→ Exercise description:
Write out every entry below word for word, leaving nothing out.

→ Given entries:
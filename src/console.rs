// ABOUTME: Console chat platform: lines from a reader become messages, replies go to a writer
// ABOUTME: Acts as both the outbound ChatPlatform and the upstream EventSource for the client

use crate::config::ConsoleConfig;
use anyhow::{Context, Result};
use async_trait::async_trait;
use ordo_core::events::{names, EventFiring, EventPayload, EventSink};
use ordo_core::traits::{Channel, ChatPlatform, ChatUser, EventSource, IncomingMessage, MessageContent};
use std::collections::HashMap;
use std::io::Write;
use std::sync::{Arc, Mutex};
use tokio::io::{AsyncBufRead, AsyncBufReadExt};
use tokio::sync::Notify;

pub const PLATFORM_ID: &str = "console";
pub const BOT_USER_ID: &str = "ordo";

pub struct ConsolePlatform {
    out: Mutex<Box<dyn Write + Send>>,
    sinks: Mutex<HashMap<String, EventSink>>,
}

impl Default for ConsolePlatform {
    fn default() -> Self {
        Self::new()
    }
}

impl ConsolePlatform {
    /// Platform writing to stdout
    pub fn new() -> Self {
        Self::with_writer(std::io::stdout())
    }

    pub fn with_writer(writer: impl Write + Send + 'static) -> Self {
        Self {
            out: Mutex::new(Box::new(writer)),
            sinks: Mutex::new(HashMap::new()),
        }
    }

    /// Hand an event to the client. `None` when nothing subscribed to it.
    pub async fn deliver(&self, event: &str, payload: EventPayload) -> Option<EventFiring> {
        let sink = self
            .sinks
            .lock()
            .ok()
            .and_then(|sinks| sinks.get(event).cloned())?;
        sink.emit_async(payload).await
    }

    fn write_line(&self, text: &str) -> Result<()> {
        let mut out = self
            .out
            .lock()
            .map_err(|e| anyhow::anyhow!("Console writer mutex poisoned: {}", e))?;
        writeln!(out, "{}", text).context("Failed to write to console")?;
        out.flush().context("Failed to flush console")?;
        Ok(())
    }
}

#[async_trait]
impl ChatPlatform for ConsolePlatform {
    fn platform_id(&self) -> &str {
        PLATFORM_ID
    }

    fn bot_user_id(&self) -> &str {
        BOT_USER_ID
    }

    async fn send(&self, _channel_id: &str, content: MessageContent) -> Result<()> {
        self.write_line(content.as_plain())
    }

    async fn connect(&self) -> Result<()> {
        self.deliver(names::READY, EventPayload::Empty).await;
        Ok(())
    }
}

impl EventSource for ConsolePlatform {
    fn subscribe(&self, event: &str, sink: EventSink) {
        tracing::debug!(event, "Console source subscribed");
        if let Ok(mut sinks) = self.sinks.lock() {
            sinks.insert(event.to_string(), sink);
        }
    }
}

/// One console conversation: a direct channel between the configured user and the bot
pub struct ConsoleSession {
    platform: Arc<ConsolePlatform>,
    channel: Arc<Channel>,
    user: ChatUser,
}

impl ConsoleSession {
    pub fn new(platform: Arc<ConsolePlatform>, config: &ConsoleConfig) -> Self {
        Self {
            platform,
            channel: Arc::new(Channel::direct(
                config.channel_id.clone(),
                vec![config.user_id.clone(), BOT_USER_ID.to_string()],
            )),
            user: ChatUser::new(config.user_id.clone()),
        }
    }

    pub fn message(&self, body: &str) -> IncomingMessage {
        let mut message = IncomingMessage::new(self.channel.clone(), self.user.clone(), body);
        message.platform_id = PLATFORM_ID.to_string();
        message
    }

    /// Feed lines from `reader` until it ends or `shutdown` is notified.
    /// Returns how many messages were delivered.
    pub async fn run<R>(&self, reader: R, shutdown: Arc<Notify>) -> Result<usize>
    where
        R: AsyncBufRead + Unpin,
    {
        let mut lines = reader.lines();
        let mut delivered = 0;

        loop {
            tokio::select! {
                biased;
                _ = shutdown.notified() => {
                    tracing::info!("Shutdown requested");
                    break;
                }
                line = lines.next_line() => {
                    let Some(line) = line.context("Failed to read console input")? else {
                        tracing::info!("Console input closed");
                        break;
                    };
                    let line = line.trim_end();
                    if line.is_empty() {
                        continue;
                    }
                    self.platform
                        .deliver(names::MESSAGE, self.message(line).into())
                        .await;
                    delivered += 1;
                }
            }
        }

        Ok(delivered)
    }
}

→ Result:
filename src/console.rs
// ABOUTME: Console chat platform: lines from a reader become messages, replies go to a writer
// ABOUTME: Acts as both the outbound ChatPlatform and the upstream EventSource for the client

use crate::config::ConsoleConfig;
use anyhow::{Context, Result};
use async_trait::async_trait;
use ordo_core::events::{names, EventFiring, EventPayload, EventSink};
use ordo_core::traits::{Channel, ChatPlatform, ChatUser, EventSource, IncomingMessage, MessageContent};
use std::collections::HashMap;
use std::io::Write;
use std::sync::{Arc, Mutex};
use tokio::io::{AsyncBufRead, AsyncBufReadExt};
use tokio::sync::Notify;

pub const PLATFORM_ID: &str = "console";
pub const BOT_USER_ID: &str = "ordo";

pub struct ConsolePlatform {
    out: Mutex<Box<dyn Write + Send>>,
    sinks: Mutex<HashMap<String, EventSink>>,
}

impl Default for ConsolePlatform {
    fn default() -> Self {
        Self::new()
    }
}

impl ConsolePlatform {
    /// Platform writing to stdout
    pub fn new() -> Self {
        Self::with_writer(std::io::stdout())
    }

    pub fn with_writer(writer: impl Write + Send + 'static) -> Self {
        Self {
            out: Mutex::new(Box::new(writer)),
            sinks: Mutex::new(HashMap::new()),
        }
    }

    /// Hand an event to the client. `None` when nothing subscribed to it.
    pub async fn deliver(&self, event: &str, payload: EventPayload) -> Option<EventFiring> {
        let sink = self
            .sinks
            .lock()
            .ok()
            .and_then(|sinks| sinks.get(event).cloned())?;
        sink.emit_async(payload).await
    }

    fn write_line(&self, text: &str) -> Result<()> {
        let mut out = self
            .out
            .lock()
            .map_err(|e| anyhow::anyhow!("Console writer mutex poisoned: {}", e))?;
        writeln!(out, "{}", text).context("Failed to write to console")?;
        out.flush().context("Failed to flush console")?;
        Ok(())
    }
}

#[async_trait]
impl ChatPlatform for ConsolePlatform {
    fn platform_id(&self) -> &str {
        PLATFORM_ID
    }

    fn bot_user_id(&self) -> &str {
        BOT_USER_ID
    }

    async fn send(&self, _channel_id: &str, content: MessageContent) -> Result<()> {
        self.write_line(content.as_plain())
    }

    async fn connect(&self) -> Result<()> {
        self.deliver(names::READY, EventPayload::Empty).await;
        Ok(())
    }
}

impl EventSource for ConsolePlatform {
    fn subscribe(&self, event: &str, sink: EventSink) {
        tracing::debug!(event, "Console source subscribed");
        if let Ok(mut sinks) = self.sinks.lock() {
            sinks.insert(event.to_string(), sink);
        }
    }
}

/// One console conversation: a direct channel between the configured user and the bot
pub struct ConsoleSession {
    platform: Arc<ConsolePlatform>,
    channel: Arc<Channel>,
    user: ChatUser,
}

impl ConsoleSession {
    pub fn new(platform: Arc<ConsolePlatform>, config: &ConsoleConfig) -> Self {
        Self {
            platform,
            channel: Arc::new(Channel::direct(
                config.channel_id.clone(),
                vec![config.user_id.clone(), BOT_USER_ID.to_string()],
            )),
            user: ChatUser::new(config.user_id.clone()),
        }
    }

    pub fn message(&self, body: &str) -> IncomingMessage {
        let mut message = IncomingMessage::new(self.channel.clone(), self.user.clone(), body);
        message.platform_id = PLATFORM_ID.to_string();
        message
    }

    /// Feed lines from `reader` until it ends or `shutdown` is notified.
    /// Returns how many messages were delivered.
    pub async fn run<R>(&self, reader: R, shutdown: Arc<Notify>) -> Result<usize>
    where
        R: AsyncBufRead + Unpin,
    {
        let mut lines = reader.lines();
        let mut delivered = 0;

        loop {
            tokio::select! {
                biased;
                _ = shutdown.notified() => {
                    tracing::info!("Shutdown requested");
                    break;
                }
                line = lines.next_line() => {
                    let Some(line) = line.context("Failed to read console input")? else {
                        tracing::info!("Console input closed");
                        break;
                    };
                    let line = line.trim_end();
                    if line.is_empty() {
                        continue;
                    }
                    self.platform
                        .deliver(names::MESSAGE, self.message(line).into())
                        .await;
                    delivered += 1;
                }
            }
        }

        Ok(delivered)
    }
}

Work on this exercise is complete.